PROBLEM STATEMENT>
State how many lines in the records below include the word "ScoredMatch". Give nothing but that number.
SUPPLIED INFORMATION section start
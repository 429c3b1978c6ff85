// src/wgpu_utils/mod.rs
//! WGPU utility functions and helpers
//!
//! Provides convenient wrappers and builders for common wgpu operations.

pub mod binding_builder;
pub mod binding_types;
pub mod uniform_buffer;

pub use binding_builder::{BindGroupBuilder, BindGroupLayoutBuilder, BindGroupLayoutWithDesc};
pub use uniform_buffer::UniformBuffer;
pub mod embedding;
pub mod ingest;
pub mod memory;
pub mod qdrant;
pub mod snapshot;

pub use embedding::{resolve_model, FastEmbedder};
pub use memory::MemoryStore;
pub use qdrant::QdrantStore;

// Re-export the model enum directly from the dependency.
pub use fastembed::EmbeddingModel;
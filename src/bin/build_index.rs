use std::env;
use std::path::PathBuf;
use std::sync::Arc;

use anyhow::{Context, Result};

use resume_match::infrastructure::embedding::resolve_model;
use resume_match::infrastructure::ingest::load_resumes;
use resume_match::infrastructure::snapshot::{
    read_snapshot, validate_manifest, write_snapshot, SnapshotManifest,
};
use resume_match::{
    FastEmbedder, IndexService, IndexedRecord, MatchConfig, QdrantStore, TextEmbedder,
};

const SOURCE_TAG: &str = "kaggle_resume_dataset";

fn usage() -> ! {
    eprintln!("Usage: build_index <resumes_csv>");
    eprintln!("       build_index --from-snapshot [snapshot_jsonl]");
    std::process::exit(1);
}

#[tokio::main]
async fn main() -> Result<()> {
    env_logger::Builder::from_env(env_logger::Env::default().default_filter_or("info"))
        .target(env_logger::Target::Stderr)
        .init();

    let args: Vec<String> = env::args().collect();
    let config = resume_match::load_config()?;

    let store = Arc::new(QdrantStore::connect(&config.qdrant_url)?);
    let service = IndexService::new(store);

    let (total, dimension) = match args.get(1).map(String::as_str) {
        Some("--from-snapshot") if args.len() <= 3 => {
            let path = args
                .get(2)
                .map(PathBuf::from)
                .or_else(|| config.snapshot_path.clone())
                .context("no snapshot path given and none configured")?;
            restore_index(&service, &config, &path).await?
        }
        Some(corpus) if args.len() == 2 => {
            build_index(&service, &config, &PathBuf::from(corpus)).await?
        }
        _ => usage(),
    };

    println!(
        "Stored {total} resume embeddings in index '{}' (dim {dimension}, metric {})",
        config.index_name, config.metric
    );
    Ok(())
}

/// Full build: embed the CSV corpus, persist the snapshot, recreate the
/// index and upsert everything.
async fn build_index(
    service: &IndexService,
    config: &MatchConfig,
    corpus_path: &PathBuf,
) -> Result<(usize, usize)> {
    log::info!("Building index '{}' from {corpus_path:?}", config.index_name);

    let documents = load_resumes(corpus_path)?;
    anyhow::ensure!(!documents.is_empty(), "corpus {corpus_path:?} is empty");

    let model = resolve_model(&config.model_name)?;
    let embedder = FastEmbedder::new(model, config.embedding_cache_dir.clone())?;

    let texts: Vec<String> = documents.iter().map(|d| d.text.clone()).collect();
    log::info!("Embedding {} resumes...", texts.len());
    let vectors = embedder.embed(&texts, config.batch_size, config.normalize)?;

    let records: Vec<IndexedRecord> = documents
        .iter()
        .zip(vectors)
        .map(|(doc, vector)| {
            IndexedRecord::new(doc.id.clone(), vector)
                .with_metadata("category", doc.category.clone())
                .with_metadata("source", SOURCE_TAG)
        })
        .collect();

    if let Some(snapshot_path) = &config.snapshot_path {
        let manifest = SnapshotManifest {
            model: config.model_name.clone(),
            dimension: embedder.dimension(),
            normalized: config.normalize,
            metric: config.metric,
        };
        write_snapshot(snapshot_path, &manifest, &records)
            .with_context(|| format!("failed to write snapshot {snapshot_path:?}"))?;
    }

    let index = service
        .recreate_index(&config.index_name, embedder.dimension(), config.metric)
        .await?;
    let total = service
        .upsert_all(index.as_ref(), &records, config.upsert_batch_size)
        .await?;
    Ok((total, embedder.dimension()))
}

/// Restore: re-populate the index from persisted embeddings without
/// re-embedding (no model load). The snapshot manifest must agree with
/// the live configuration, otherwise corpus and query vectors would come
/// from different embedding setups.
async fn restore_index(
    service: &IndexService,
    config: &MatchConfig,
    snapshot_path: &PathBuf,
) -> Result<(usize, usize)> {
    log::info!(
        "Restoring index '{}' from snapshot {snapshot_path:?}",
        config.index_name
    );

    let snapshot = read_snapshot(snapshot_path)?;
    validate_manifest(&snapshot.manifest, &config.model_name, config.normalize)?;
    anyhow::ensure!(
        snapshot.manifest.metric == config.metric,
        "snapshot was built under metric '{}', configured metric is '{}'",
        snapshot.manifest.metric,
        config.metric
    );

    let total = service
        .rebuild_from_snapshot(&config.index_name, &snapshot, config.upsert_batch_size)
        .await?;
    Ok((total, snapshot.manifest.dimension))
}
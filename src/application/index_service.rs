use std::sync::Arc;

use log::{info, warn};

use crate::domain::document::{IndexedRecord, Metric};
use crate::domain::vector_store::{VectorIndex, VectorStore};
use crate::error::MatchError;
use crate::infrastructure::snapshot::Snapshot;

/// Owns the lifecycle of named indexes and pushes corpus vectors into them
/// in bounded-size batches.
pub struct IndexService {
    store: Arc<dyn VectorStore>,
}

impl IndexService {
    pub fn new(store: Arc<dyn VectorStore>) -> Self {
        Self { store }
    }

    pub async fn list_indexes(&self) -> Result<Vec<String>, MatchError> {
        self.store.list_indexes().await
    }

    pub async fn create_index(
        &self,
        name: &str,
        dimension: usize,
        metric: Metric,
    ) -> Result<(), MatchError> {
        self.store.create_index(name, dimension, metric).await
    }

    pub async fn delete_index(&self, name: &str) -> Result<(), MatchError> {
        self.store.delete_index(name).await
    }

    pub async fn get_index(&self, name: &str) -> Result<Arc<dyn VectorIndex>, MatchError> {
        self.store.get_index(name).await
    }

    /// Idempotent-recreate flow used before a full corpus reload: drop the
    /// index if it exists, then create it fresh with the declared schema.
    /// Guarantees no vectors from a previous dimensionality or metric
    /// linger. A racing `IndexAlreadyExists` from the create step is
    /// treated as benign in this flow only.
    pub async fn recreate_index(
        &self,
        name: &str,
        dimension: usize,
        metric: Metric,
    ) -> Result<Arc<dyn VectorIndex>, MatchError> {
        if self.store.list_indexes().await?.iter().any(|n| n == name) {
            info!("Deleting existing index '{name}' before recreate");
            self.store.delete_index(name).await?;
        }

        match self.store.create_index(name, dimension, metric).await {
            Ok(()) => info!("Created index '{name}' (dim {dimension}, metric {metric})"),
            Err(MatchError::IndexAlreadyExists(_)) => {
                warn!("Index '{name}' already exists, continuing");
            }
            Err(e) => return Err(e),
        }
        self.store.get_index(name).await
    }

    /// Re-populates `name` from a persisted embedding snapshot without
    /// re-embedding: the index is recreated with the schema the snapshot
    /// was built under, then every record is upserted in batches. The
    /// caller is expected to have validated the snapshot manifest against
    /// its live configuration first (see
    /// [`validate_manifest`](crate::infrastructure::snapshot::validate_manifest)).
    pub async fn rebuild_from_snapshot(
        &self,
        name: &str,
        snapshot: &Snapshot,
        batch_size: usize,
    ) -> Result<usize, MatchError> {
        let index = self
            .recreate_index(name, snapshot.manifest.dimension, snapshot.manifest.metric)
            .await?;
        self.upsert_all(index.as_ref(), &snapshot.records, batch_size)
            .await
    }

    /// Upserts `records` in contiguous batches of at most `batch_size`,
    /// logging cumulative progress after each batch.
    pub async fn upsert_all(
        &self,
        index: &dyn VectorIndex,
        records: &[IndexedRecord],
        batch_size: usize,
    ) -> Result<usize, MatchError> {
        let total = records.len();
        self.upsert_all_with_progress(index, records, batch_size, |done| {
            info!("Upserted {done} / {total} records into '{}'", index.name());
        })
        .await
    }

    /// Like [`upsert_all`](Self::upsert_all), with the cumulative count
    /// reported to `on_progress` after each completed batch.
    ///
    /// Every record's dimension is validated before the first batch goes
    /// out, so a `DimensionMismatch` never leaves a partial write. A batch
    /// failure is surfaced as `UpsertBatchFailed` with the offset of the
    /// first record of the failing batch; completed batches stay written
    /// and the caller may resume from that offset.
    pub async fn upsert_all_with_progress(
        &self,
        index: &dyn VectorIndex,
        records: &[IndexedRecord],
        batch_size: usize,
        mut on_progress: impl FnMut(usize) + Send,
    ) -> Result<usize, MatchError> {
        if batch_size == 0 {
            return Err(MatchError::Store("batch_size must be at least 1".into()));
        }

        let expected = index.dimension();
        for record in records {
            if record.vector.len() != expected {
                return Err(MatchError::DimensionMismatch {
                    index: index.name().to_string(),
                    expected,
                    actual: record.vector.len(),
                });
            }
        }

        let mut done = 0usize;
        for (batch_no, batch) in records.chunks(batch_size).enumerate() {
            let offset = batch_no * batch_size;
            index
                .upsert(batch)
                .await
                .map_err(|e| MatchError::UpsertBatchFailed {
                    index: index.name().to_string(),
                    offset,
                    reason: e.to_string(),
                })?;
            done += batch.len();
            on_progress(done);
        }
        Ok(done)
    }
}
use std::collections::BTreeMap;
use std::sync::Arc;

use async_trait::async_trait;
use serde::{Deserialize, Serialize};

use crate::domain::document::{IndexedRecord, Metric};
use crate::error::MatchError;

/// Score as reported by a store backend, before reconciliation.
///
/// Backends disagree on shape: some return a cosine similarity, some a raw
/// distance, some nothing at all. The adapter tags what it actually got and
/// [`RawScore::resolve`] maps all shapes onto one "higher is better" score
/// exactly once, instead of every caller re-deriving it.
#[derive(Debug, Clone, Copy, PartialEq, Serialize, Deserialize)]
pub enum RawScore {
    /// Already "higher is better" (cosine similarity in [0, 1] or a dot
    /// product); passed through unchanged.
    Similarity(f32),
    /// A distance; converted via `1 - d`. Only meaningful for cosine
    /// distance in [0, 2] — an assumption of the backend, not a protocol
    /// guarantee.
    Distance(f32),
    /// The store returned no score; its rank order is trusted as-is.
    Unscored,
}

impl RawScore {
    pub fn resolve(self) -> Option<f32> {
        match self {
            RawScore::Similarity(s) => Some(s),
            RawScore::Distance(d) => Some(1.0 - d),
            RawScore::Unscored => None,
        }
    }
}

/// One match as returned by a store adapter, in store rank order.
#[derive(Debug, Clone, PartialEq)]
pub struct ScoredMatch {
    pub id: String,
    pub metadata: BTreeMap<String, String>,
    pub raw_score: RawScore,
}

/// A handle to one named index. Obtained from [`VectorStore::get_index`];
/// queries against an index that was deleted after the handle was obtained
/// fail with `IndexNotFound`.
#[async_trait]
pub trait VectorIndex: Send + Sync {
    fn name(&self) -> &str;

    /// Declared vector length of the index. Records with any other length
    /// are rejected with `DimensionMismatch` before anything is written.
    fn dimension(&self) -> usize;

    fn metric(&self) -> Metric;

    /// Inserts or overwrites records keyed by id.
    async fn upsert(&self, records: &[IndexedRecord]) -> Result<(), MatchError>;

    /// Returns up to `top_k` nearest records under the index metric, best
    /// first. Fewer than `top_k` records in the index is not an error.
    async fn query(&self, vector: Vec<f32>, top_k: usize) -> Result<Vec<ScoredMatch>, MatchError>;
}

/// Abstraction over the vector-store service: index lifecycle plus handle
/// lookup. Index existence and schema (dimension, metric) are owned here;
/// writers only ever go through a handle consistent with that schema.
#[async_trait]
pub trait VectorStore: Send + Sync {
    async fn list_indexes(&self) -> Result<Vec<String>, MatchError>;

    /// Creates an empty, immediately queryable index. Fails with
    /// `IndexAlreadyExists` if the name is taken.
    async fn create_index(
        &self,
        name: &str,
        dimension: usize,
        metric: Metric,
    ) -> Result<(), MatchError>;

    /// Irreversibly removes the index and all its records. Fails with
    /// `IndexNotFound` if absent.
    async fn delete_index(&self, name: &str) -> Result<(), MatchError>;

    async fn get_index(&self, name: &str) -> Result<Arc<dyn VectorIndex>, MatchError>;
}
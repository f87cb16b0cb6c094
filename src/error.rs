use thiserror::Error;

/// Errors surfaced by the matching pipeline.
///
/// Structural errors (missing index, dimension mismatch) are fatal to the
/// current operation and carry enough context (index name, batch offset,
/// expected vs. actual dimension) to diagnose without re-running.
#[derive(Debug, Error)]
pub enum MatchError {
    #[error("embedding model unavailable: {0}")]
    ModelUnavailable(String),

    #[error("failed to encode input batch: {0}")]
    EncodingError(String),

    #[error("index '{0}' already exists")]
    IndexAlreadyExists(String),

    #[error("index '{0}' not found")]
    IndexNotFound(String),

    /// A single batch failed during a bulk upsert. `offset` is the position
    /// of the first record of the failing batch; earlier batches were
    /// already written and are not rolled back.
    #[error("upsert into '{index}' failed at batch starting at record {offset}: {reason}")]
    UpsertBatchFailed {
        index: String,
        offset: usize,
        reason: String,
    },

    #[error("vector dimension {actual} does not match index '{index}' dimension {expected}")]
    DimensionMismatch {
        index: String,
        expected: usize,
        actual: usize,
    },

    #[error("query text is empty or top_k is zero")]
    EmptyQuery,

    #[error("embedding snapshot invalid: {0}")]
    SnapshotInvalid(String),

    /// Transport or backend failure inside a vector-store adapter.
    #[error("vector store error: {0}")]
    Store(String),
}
SUPPLIED INFORMATION section end
SOLUTION TO THIS TASK>
2